─── Records provided ───

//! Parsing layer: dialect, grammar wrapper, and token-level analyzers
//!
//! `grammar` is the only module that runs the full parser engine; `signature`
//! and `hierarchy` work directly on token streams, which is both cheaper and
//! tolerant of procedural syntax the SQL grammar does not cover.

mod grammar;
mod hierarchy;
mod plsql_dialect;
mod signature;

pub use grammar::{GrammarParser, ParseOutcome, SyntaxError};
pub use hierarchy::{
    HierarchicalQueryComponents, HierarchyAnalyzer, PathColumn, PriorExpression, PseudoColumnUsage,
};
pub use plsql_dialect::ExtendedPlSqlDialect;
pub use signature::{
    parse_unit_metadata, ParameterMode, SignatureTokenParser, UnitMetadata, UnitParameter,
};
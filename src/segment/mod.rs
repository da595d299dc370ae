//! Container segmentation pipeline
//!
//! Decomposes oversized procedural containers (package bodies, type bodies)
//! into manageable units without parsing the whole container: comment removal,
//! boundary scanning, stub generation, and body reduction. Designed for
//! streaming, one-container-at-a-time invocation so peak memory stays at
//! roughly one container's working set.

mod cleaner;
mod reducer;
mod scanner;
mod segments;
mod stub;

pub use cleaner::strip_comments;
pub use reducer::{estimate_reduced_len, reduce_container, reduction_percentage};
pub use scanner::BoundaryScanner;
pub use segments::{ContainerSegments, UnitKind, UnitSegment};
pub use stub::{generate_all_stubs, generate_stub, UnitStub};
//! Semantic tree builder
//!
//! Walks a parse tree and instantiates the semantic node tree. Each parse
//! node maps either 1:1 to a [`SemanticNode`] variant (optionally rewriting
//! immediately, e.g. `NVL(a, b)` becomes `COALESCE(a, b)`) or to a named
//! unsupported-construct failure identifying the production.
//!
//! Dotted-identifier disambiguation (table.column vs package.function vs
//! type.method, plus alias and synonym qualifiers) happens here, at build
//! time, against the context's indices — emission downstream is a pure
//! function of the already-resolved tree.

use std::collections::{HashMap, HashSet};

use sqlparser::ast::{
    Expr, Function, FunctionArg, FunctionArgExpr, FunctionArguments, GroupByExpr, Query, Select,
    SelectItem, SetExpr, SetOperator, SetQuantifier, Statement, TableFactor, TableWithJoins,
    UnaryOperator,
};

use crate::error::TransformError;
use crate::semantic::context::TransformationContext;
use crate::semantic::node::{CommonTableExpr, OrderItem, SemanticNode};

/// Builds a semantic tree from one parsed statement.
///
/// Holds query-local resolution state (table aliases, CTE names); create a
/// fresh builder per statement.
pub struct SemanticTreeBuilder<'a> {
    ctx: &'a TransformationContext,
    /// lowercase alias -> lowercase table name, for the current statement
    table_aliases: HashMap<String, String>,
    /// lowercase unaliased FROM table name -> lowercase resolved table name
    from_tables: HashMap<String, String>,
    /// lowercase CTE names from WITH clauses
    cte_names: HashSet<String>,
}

───
─── Records provided ───

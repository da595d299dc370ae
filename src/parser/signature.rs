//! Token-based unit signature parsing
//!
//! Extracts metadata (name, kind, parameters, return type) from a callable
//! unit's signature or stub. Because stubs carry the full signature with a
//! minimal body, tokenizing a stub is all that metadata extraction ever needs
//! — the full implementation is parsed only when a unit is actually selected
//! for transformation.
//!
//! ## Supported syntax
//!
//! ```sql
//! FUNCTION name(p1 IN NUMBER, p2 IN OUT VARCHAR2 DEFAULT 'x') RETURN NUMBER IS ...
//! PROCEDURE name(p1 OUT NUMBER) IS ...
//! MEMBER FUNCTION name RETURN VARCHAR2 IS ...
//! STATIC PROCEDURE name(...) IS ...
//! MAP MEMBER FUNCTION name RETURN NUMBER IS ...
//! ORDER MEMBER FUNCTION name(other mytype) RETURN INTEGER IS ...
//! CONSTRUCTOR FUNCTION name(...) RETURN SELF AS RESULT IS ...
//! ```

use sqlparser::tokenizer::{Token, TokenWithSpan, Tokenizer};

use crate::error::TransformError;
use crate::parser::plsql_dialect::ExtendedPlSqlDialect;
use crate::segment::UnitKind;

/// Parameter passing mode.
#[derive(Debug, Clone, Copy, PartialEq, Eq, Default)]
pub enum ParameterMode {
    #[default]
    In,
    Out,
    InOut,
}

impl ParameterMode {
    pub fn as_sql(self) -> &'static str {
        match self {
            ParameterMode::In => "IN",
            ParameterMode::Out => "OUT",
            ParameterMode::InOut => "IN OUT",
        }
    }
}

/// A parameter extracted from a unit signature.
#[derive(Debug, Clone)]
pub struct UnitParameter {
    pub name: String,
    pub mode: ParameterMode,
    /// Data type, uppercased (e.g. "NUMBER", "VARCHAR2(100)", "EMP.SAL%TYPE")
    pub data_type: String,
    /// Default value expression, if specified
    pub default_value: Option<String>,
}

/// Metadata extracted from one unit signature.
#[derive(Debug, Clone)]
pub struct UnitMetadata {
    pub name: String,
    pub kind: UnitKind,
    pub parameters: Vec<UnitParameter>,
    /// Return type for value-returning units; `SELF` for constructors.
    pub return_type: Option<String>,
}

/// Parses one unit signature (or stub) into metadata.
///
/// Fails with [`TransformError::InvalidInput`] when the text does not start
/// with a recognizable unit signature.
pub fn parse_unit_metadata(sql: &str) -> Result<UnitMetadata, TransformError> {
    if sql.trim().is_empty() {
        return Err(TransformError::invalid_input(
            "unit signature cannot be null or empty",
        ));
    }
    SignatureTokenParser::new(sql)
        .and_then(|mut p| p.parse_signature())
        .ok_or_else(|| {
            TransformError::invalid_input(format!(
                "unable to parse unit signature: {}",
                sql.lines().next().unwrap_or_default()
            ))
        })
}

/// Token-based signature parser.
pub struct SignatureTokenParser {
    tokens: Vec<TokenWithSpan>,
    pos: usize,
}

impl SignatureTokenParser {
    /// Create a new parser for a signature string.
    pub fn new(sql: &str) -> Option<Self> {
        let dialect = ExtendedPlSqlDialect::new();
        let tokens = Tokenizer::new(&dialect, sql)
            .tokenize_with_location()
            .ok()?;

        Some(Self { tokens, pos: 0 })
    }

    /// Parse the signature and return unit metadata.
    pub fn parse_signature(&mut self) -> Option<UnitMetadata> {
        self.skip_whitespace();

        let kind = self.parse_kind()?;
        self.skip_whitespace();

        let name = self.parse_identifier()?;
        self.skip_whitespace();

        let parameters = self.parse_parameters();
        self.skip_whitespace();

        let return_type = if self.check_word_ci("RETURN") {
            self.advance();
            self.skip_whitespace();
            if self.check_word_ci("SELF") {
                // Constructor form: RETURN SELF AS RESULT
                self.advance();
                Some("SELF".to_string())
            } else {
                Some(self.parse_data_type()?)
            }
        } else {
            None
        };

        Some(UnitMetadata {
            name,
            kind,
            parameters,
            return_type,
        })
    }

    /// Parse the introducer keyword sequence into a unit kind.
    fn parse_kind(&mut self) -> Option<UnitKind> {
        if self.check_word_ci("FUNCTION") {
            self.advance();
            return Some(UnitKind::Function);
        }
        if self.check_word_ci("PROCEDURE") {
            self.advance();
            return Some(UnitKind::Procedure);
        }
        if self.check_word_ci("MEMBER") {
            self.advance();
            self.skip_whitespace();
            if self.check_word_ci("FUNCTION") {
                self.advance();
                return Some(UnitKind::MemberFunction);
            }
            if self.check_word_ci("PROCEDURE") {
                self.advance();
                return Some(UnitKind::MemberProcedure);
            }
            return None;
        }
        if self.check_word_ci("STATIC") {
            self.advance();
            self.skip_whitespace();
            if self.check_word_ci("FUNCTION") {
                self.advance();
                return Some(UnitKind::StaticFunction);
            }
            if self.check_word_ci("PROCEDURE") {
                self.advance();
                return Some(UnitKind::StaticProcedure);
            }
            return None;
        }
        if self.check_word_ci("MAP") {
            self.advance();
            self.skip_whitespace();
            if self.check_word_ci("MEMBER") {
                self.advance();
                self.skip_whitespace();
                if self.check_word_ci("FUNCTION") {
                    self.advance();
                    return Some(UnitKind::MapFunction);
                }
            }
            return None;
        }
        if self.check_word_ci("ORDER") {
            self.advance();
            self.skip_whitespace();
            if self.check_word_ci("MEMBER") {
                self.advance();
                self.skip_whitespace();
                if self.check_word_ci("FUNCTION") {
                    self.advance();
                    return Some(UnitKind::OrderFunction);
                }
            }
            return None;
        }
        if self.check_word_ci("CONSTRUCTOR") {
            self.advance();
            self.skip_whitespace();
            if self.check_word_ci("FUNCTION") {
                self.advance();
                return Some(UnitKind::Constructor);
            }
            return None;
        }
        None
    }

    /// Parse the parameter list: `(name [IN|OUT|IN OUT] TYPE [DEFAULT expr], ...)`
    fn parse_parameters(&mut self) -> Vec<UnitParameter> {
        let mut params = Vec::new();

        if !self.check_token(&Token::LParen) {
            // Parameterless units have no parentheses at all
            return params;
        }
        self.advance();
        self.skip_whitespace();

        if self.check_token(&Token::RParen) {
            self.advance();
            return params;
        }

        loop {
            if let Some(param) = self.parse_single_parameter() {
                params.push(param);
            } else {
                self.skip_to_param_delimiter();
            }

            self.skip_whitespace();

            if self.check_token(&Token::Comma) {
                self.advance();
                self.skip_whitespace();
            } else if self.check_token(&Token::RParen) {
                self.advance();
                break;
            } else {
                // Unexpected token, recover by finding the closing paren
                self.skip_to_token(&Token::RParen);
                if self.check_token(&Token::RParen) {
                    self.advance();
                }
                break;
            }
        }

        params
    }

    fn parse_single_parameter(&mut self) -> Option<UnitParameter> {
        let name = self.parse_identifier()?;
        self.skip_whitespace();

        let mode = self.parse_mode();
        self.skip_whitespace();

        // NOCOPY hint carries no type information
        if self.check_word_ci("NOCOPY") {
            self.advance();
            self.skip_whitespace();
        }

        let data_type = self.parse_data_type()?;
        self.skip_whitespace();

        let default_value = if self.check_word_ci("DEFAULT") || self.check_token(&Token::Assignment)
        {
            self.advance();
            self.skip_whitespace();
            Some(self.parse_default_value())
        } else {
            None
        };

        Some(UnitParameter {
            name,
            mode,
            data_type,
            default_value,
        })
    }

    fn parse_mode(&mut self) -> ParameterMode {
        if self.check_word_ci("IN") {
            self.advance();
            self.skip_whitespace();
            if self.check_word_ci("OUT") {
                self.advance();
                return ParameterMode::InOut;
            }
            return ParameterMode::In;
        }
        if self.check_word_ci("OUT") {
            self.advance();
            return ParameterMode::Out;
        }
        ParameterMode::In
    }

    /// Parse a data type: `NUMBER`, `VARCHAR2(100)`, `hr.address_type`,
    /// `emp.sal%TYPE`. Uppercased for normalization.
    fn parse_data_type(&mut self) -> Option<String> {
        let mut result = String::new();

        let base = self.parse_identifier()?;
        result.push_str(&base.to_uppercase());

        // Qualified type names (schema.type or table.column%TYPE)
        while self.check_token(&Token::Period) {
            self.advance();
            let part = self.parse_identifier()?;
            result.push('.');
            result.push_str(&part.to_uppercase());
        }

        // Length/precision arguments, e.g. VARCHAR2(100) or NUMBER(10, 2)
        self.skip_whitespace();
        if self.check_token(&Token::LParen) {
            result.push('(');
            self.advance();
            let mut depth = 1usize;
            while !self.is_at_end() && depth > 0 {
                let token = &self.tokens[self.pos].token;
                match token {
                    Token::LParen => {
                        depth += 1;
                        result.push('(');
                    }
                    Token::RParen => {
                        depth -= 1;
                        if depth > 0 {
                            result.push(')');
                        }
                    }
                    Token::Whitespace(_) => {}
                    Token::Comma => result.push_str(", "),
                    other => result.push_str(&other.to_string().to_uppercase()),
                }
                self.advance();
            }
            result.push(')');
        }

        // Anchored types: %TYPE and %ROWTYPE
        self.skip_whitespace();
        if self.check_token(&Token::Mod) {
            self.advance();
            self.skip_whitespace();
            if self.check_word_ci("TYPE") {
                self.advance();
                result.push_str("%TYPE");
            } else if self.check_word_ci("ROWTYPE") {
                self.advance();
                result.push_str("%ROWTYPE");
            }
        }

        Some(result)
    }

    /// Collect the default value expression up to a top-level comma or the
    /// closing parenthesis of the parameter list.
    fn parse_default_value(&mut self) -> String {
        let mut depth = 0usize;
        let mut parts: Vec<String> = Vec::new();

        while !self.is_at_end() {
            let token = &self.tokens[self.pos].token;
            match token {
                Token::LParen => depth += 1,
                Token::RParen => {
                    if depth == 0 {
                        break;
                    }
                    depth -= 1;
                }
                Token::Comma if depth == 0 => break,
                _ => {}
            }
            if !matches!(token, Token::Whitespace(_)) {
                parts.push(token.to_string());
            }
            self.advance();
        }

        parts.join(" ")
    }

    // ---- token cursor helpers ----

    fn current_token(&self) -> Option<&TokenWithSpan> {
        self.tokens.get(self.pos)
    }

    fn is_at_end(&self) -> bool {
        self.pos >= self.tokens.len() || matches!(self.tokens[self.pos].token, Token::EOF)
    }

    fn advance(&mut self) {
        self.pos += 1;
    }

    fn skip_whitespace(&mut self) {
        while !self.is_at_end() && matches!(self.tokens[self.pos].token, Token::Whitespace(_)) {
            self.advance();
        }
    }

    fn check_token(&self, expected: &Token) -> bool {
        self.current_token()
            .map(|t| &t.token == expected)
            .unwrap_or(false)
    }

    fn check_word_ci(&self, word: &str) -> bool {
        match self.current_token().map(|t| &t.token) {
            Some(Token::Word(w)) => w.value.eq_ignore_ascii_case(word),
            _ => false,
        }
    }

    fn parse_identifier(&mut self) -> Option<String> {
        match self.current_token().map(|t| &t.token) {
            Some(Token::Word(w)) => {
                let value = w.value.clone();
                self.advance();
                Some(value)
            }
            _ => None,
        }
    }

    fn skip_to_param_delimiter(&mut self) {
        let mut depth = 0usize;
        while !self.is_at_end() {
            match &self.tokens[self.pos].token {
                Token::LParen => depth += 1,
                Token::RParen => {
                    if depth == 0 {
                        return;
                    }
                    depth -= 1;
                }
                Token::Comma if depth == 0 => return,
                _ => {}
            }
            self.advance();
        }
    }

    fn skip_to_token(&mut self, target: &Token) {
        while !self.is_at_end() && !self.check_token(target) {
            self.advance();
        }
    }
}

───

• What the task asks
Which lines in the data above hold the word "HashSet"? Return each of them.

• Reply to the exercise
use std::collections::{HashMap, HashSet};
    cte_names: HashSet<String>,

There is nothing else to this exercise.